- Problem
From the data below, repeat exactly the lines from the line with "Console closed after" to the line with "filename client/src/config/logging_config.rs", both included.

————

mod config;
mod console;
mod ui;

use std::io;

use clap::Parser;
use common::games::tictactoe::{SearchMode, TicTacToeGameState};
use common::{log, logger};

use config::get_config_manager;
use console::Console;

#[derive(Parser)]
#[command(name = "tictactoe_client", about = "Play tic-tac-toe against a minimax engine")]
struct Args {
    /// Path to the YAML config file; defaults to one next to the executable
    #[arg(long)]
    config: Option<String>,

    /// Print the engine's score for every candidate move
    #[arg(long)]
    show_scores: bool,

    /// Use alpha-beta pruning instead of the plain exhaustive search
    #[arg(long)]
    alpha_beta: bool,

    /// Log game events to stderr
    #[arg(long)]
    verbose: bool,

    /// Write the effective configuration back to the config file
    #[arg(long)]
    write_config: bool,
}

fn main() -> Result<(), Box<dyn std::error::Error>> {
    let args = Args::parse();

    let config_manager = get_config_manager(args.config.as_deref());
    let mut config = config_manager.get_config()?;

    if args.show_scores {
        config.display.show_scores = true;
    }
    if args.alpha_beta {
        config.game.search = SearchMode::AlphaBeta;
    }
    if args.verbose {
        config.logging.enabled = true;
    }

    if config.logging.enabled {
        logger::init_logger(config.logging.prefix.clone());
    }

    if args.write_config {
        config_manager.set_config(&config)?;
        log!("Config written to {}", config_manager.file_path());
    }

    let mut game = TicTacToeGameState::new(config.game)?;
    let stdin = io::stdin();
    let stdout = io::stdout();
    Console::new(stdin.lock(), stdout.lock(), config.display).run(&mut game)?;

    Ok(())
}
use serde::{Deserialize, Serialize};

use crate::config::Validate;
use super::types::{Player, SearchMode};

#[derive(Debug, Clone, Copy, PartialEq, Eq, Serialize, Deserialize)]
pub struct GameSettings {
    pub human: Player,
    pub ai: Player,
    #[serde(default)]
    pub search: SearchMode,
}

impl Default for GameSettings {
    fn default() -> Self {
        Self {
            human: Player::X,
            ai: Player::O,
            search: SearchMode::Exhaustive,
        }
    }
}

impl Validate for GameSettings {
    fn validate(&self) -> Result<(), String> {
        if self.human == self.ai {
            return Err(format!(
                "Human and engine cannot both play {}",
                self.human
            ));
        }
        Ok(())
    }
}
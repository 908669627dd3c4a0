use std::io::{self, BufRead, Write};

use common::games::tictactoe::TicTacToeGameState;
use common::log;

use crate::config::DisplayConfig;
use crate::ui::{self, Command};

pub struct Console<R, W> {
    input: R,
    output: W,
    display: DisplayConfig,
}

impl<R: BufRead, W: Write> Console<R, W> {
    pub fn new(input: R, output: W, display: DisplayConfig) -> Self {
        Self { input, output, display }
    }

    pub fn run(&mut self, game: &mut TicTacToeGameState) -> io::Result<()> {
        writeln!(self.output, "New game: you play {}, the engine plays {}", game.human(), game.ai())?;
        writeln!(self.output, "{}", ui::HELP_TEXT)?;
        self.show(game)?;

        let mut line = String::new();
        loop {
            write!(self.output, "> ")?;
            self.output.flush()?;

            line.clear();
            if self.input.read_line(&mut line)? == 0 {
                break;
            }

            match ui::parse_command(&line) {
                Ok(Command::Quit) => break,
                Ok(Command::Help) => writeln!(self.output, "{}", ui::HELP_TEXT)?,
                Ok(Command::Restart) => {
                    game.restart();
                    writeln!(self.output, "New game")?;
                    self.show(game)?;
                }
                Ok(Command::Place(index)) => self.play_round(game, index)?,
                Err(message) => writeln!(self.output, "{}", message)?,
            }
        }

        log!("[{}] Console closed after {} moves", game.id(), game.moves().len());
        Ok(())
    }

    fn play_round(&mut self, game: &mut TicTacToeGameState, index: usize) -> io::Result<()> {
        match game.request_human_move(index) {
            Ok(status) if status.is_terminal() => {}
            Ok(_) => match game.request_ai_move() {
                Ok(_) => {
                    if let Some((_, engine_move)) = game.last_move() {
                        writeln!(self.output, "Engine plays {}", engine_move + 1)?;
                    }
                    if self.display.show_scores {
                        writeln!(self.output, "{}", ui::format_scores(game.last_search()))?;
                    }
                }
                Err(err) => writeln!(self.output, "{}", ui::describe_error(&err))?,
            },
            Err(err) => {
                writeln!(self.output, "{}", ui::describe_error(&err))?;
                return Ok(());
            }
        }

        self.show(game)
    }

    fn show(&mut self, game: &TicTacToeGameState) -> io::Result<()> {
        writeln!(
            self.output,
            "{}",
            ui::render_board(game, self.display.highlight_winning_line)
        )?;
        writeln!(self.output, "{}", ui::status_message(game))?;
        if game.status().is_terminal() {
            writeln!(self.output, "Type r to play again or q to quit")?;
        }
        Ok(())
    }
}
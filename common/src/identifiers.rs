use std::fmt;

#[derive(Debug, Clone, PartialEq, Eq, Hash)]
pub struct GameId(String);

impl GameId {
    pub fn new(id: String) -> Self {
        Self(id)
    }

    pub fn as_str(&self) -> &str {
        &self.0
    }
}

impl fmt::Display for GameId {
    fn fmt(&self, f: &mut fmt::Formatter<'_>) -> fmt::Result {
        write!(f, "{}", self.0)
    }
}
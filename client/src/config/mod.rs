mod config;
mod display_config;
mod logging_config;

pub use config::{get_config_manager, Config};
pub use display_config::DisplayConfig;
pub use logging_config::LoggingConfig;
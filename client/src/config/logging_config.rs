use common::config::Validate;
use serde::{Deserialize, Serialize};

#[derive(Debug, PartialEq, Serialize, Deserialize, Clone)]
#[serde(default)]
pub struct LoggingConfig {
    pub enabled: bool,
    pub prefix: Option<String>,
}

impl Validate for LoggingConfig {
    fn validate(&self) -> Result<(), String> {
        if let Some(prefix) = &self.prefix
            && prefix.trim().is_empty()
        {
            return Err("Log prefix must not be blank; omit it instead".to_string());
        }
        Ok(())
    }
}

impl Default for LoggingConfig {
    fn default() -> Self {
        Self {
            enabled: false,
            prefix: Some("Client".to_string()),
        }
    }
}
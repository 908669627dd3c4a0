use serde::{Deserialize, Serialize};
use std::sync::{Arc, Mutex};

use super::{
    ConfigContentProvider, ConfigSerializer, FileContentConfigProvider, Validate,
    YamlConfigSerializer,
};

pub struct ConfigManager<TConfigContentProvider, TConfig, TConfigSerializer = YamlConfigSerializer>
where
    TConfigContentProvider: ConfigContentProvider,
    TConfig: Clone + for<'de> Deserialize<'de> + Serialize + Validate + Default,
    TConfigSerializer: ConfigSerializer<TConfig>,
{
    config_serializer: TConfigSerializer,
    config_content_provider: TConfigContentProvider,
    config: Arc<Mutex<Option<TConfig>>>,
}

impl<TConfig> ConfigManager<FileContentConfigProvider, TConfig, YamlConfigSerializer>
where
    TConfig: Clone + for<'de> Deserialize<'de> + Serialize + Validate + Default,
{
    pub fn from_yaml_file(file_path: &str) -> Self {
        Self::new(
            FileContentConfigProvider::new(file_path.to_string()),
            YamlConfigSerializer::new(),
        )
    }

    pub fn file_path(&self) -> &str {
        self.config_content_provider.file_path()
    }
}

impl<TConfigContentProvider, TConfig, TConfigSerializer>
    ConfigManager<TConfigContentProvider, TConfig, TConfigSerializer>
where
    TConfigContentProvider: ConfigContentProvider,
    TConfig: Clone + for<'de> Deserialize<'de> + Serialize + Validate + Default,
    TConfigSerializer: ConfigSerializer<TConfig>,
{
    pub fn new(
        config_content_provider: TConfigContentProvider,
        config_serializer: TConfigSerializer,
    ) -> Self {
        Self {
            config: Arc::new(Mutex::new(None)),
            config_content_provider,
            config_serializer,
        }
    }

    /// Cached config, else the stored one, else defaults when nothing is stored.
    pub fn get_config(&self) -> Result<TConfig, String> {
        let mut current = self
            .config
            .lock()
            .map_err(|_| "Config cache lock poisoned".to_string())?;

        if let Some(config) = current.as_ref() {
            return Ok(config.clone());
        }

        let Some(config_data) = self.config_content_provider.get_config_content()? else {
            return Ok(TConfig::default());
        };

        let config = self.config_serializer.deserialize(&config_data)?;

        config
            .validate()
            .map_err(|e| format!("Config validation error: {}", e))?;

        *current = Some(config.clone());
        Ok(config)
    }

    pub fn set_config(&self, config: &TConfig) -> Result<(), String> {
        config
            .validate()
            .map_err(|e| format!("Config validation error: {}", e))?;

        let serialized_config = self.config_serializer.serialize(config)?;

        self.config_content_provider
            .set_config_content(&serialized_config)?;

        let mut current = self
            .config
            .lock()
            .map_err(|_| "Config cache lock poisoned".to_string())?;
        *current = Some(config.clone());
        Ok(())
    }
}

————

- Exercise output
        log!("[{}] Console closed after {} moves", game.id(), game.moves().len());
        Ok(())
    }

    fn play_round(&mut self, game: &mut TicTacToeGameState, index: usize) -> io::Result<()> {
        match game.request_human_move(index) {
            Ok(status) if status.is_terminal() => {}
            Ok(_) => match game.request_ai_move() {
                Ok(_) => {
                    if let Some((_, engine_move)) = game.last_move() {
                        writeln!(self.output, "Engine plays {}", engine_move + 1)?;
                    }
                    if self.display.show_scores {
                        writeln!(self.output, "{}", ui::format_scores(game.last_search()))?;
                    }
                }
                Err(err) => writeln!(self.output, "{}", ui::describe_error(&err))?,
            },
            Err(err) => {
                writeln!(self.output, "{}", ui::describe_error(&err))?;
                return Ok(());
            }
        }

        self.show(game)
    }

    fn show(&mut self, game: &TicTacToeGameState) -> io::Result<()> {
        writeln!(
            self.output,
            "{}",
            ui::render_board(game, self.display.highlight_winning_line)
        )?;
        writeln!(self.output, "{}", ui::status_message(game))?;
        if game.status().is_terminal() {
            writeln!(self.output, "Type r to play again or q to quit")?;
        }
        Ok(())
    }
}
filename common/src/identifiers.rs
use std::fmt;

#[derive(Debug, Clone, PartialEq, Eq, Hash)]
pub struct GameId(String);

impl GameId {
    pub fn new(id: String) -> Self {
        Self(id)
    }

    pub fn as_str(&self) -> &str {
        &self.0
    }
}

impl fmt::Display for GameId {
    fn fmt(&self, f: &mut fmt::Formatter<'_>) -> fmt::Result {
        write!(f, "{}", self.0)
    }
}
filename client/src/config/mod.rs
mod config;
mod display_config;
mod logging_config;

pub use config::{get_config_manager, Config};
pub use display_config::DisplayConfig;
pub use logging_config::LoggingConfig;
filename client/src/config/logging_config.rs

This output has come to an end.